I WENT to the opening ceremonies of the International Contact Center Conference and Expo at the Shangri-la’s Mactan Island Resort and saw close to a thousand delegates, including many from Asian countries.
The whole conference mood was quite upbeat and many projected that by 2016 or 2017, the industry would be employing over a million full-time employees and earn more than $16 billion. That is growth going up by 15 to 20 percent every year.
However, while we are a favorite destination of many call centers, we still lag behind India in several segments, like software development, application services, remote infrastructure management, back office, help desk, and various industry-specific solutions that include healthcare and telecommunications services. It does seem, though, that for voice, we are leading.
So overall, we are still doing roughly $11 billion in business process outsourcing, while India is already way over $60 billion. India, though, is much bigger with a population 12 times bigger than ours.
One of the things going in India’s favor is the depreciation of its currency, which drastically lowered the labor costs of Indian programmers compared to those in the Philippines.

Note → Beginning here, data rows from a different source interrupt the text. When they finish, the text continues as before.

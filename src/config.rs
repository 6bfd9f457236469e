use anyhow::{Context, Result};
use serde::Deserialize;
use std::path::{Path, PathBuf};

use crate::chunk::{DEFAULT_CHUNK_OVERLAP, DEFAULT_CHUNK_SIZE};

#[derive(Debug, Deserialize, Clone)]
pub struct Config {
    pub storage: StorageConfig,
    #[serde(default)]
    pub chunking: ChunkingConfig,
    #[serde(default)]
    pub retrieval: RetrievalConfig,
    pub embedding: ProviderConfig,
    pub generation: ProviderConfig,
    pub server: ServerConfig,
}

#[derive(Debug, Deserialize, Clone)]
pub struct StorageConfig {
    /// Path of the JSON file the document store is mirrored into.
    pub path: PathBuf,
}

#[derive(Debug, Deserialize, Clone)]
pub struct ChunkingConfig {
    #[serde(default = "default_chunk_size")]
    pub size: usize,
    #[serde(default = "default_chunk_overlap")]
    pub overlap: usize,
}

impl Default for ChunkingConfig {
    fn default() -> Self {
        Self {
            size: DEFAULT_CHUNK_SIZE,
            overlap: DEFAULT_CHUNK_OVERLAP,
        }
    }
}

fn default_chunk_size() -> usize {
    DEFAULT_CHUNK_SIZE
}
fn default_chunk_overlap() -> usize {
    DEFAULT_CHUNK_OVERLAP
}

#[derive(Debug, Deserialize, Clone)]
pub struct RetrievalConfig {
    /// How many top-ranked chunks feed the prompt.
    #[serde(default = "default_top_k")]
    pub top_k: usize,
    /// How many trailing history entries feed the prompt.
    #[serde(default = "default_history_window")]
    pub history_window: usize,
}

impl Default for RetrievalConfig {
    fn default() -> Self {
        Self {
            top_k: default_top_k(),
            history_window: default_history_window(),
        }
    }
}

fn default_top_k() -> usize {
    4
}
fn default_history_window() -> usize {
    6
}

/// Settings for one external AI endpoint (embedding or generation).
#[derive(Debug, Deserialize, Clone)]
pub struct ProviderConfig {
    /// Full endpoint URL, e.g. `https://api.openai.com/v1/embeddings`.
    pub endpoint: String,
    /// Model identifier sent with every request.
    pub model: String,
    /// Environment variable holding the API key.
    #[serde(default = "default_api_key_env")]
    pub api_key_env: String,
    #[serde(default = "default_timeout_secs")]
    pub timeout_secs: u64,
    #[serde(default = "default_max_retries")]
    pub max_retries: u32,
}

fn default_api_key_env() -> String {
    "OPENAI_API_KEY".to_string()
}
fn default_timeout_secs() -> u64 {
    60
}
fn default_max_retries() -> u32 {
    5
}

#[derive(Debug, Deserialize, Clone)]
pub struct ServerConfig {
    pub bind: String,
}

pub fn load_config(path: &Path) -> Result<Config> {
    let content = std::fs::read_to_string(path)
        .with_context(|| format!("Failed to read config file: {}", path.display()))?;

    let config: Config = toml::from_str(&content).with_context(|| "Failed to parse config file")?;

    // Validate chunking: a zero step would never terminate.
    if config.chunking.size == 0 {
        anyhow::bail!("chunking.size must be > 0");
    }
    if config.chunking.overlap >= config.chunking.size {
        anyhow::bail!(
            "chunking.overlap ({}) must be smaller than chunking.size ({})",
            config.chunking.overlap,
            config.chunking.size
        );
    }

    // Validate retrieval
    if config.retrieval.top_k == 0 {
        anyhow::bail!("retrieval.top_k must be >= 1");
    }
    if config.retrieval.history_window == 0 {
        anyhow::bail!("retrieval.history_window must be >= 1");
    }

    for (section, provider) in [
        ("embedding", &config.embedding),
        ("generation", &config.generation),
    ] {
        if provider.endpoint.is_empty() {
            anyhow::bail!("{}.endpoint must not be empty", section);
        }
        if provider.model.is_empty() {
            anyhow::bail!("{}.model must not be empty", section);
        }
    }

    Ok(config)
}

#[cfg(test)]
mod tests {
    use super::*;
    use tempfile::TempDir;

    fn write_config(body: &str) -> (TempDir, PathBuf) {
        let tmp = TempDir::new().unwrap();
        let path = tmp.path().join("docqa.toml");
        std::fs::write(&path, body).unwrap();
        (tmp, path)
    }

    const MINIMAL: &str = r#"
[storage]
path = "./data/store.json"

[embedding]
endpoint = "https://api.openai.com/v1/embeddings"
model = "text-embedding-3-small"

[generation]
endpoint = "https://api.openai.com/v1/chat/completions"
model = "gpt-4o-mini"

[server]
bind = "127.0.0.1:7878"
"#;

    #[test]
    fn minimal_config_uses_defaults() {
        let (_tmp, path) = write_config(MINIMAL);
        let cfg = load_config(&path).unwrap();
        assert_eq!(cfg.chunking.size, 800);
        assert_eq!(cfg.chunking.overlap, 200);
        assert_eq!(cfg.retrieval.top_k, 4);
        assert_eq!(cfg.retrieval.history_window, 6);
        assert_eq!(cfg.embedding.api_key_env, "OPENAI_API_KEY");
    }

    #[test]
    fn degenerate_chunking_is_rejected() {
        let body = format!("{}\n[chunking]\nsize = 100\noverlap = 100\n", MINIMAL);
        let (_tmp, path) = write_config(&body);
        assert!(load_config(&path).is_err());
    }

    #[test]
    fn zero_top_k_is_rejected() {
        let body = format!("{}\n[retrieval]\ntop_k = 0\n", MINIMAL);
        let (_tmp, path) = write_config(&body);
        assert!(load_config(&path).is_err());
    }

    #[test]
    fn zero_history_window_is_rejected() {
        let body = format!("{}\n[retrieval]\nhistory_window = 0\n", MINIMAL);
        let (_tmp, path) = write_config(&body);
        assert!(load_config(&path).is_err());
    }
}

Most analysts agree that Philippines is now roughly 15 to 25 percent more expensive in voice services compared to India. It is noteworthy that despite this, the Philippines continues to grow in this segment, an indication that companies around the world generally regard us as the excellent destination for voice services.
At the conference, I bumped into my friend, Anthony Noel, who is with a company called Lenddo. This is one of the Philippine startups that is doing a great job worldwide.
It has not only gotten investors from the US, but is already in many countries. They are a micro-lending company, but instead of screening applicants through traditional metrics, they do it on the strength of the social networking accounts like Facebook, Twitter and LinkedIn.
They have often been mentioned in the international press. In fact, an article in Digital Trends, warned that if you are planning to borrow money, you should keep an eye on people you add and interact with in Facebook, as it may become part of a lending firm’s creditworthiness assessment.
They have special software that will analyze your interactions and friends. If any of your friends are delinquent debt payers, they might affect your chances of getting a loan.
This is something new, and why not? A quick look at Facebook can yield lots of information, more than an average credit check. Status updates that you have just bought shoes instead of paying your rent, might result in a negative mark in your fiscal management. So be careful, because your social network posts may affect more than your credit eligibility. You certainly give a negative impression if you tweet, for example, about drug use, booze bingeing or unsafe driving.
I'm sure it will only be a matter of time when there will be analytic software that will tell people about your employability or trustworthiness based on your activities online. So be careful what you post. It seems every month, there are more and more people getting caught or losing their jobs based on what they post online.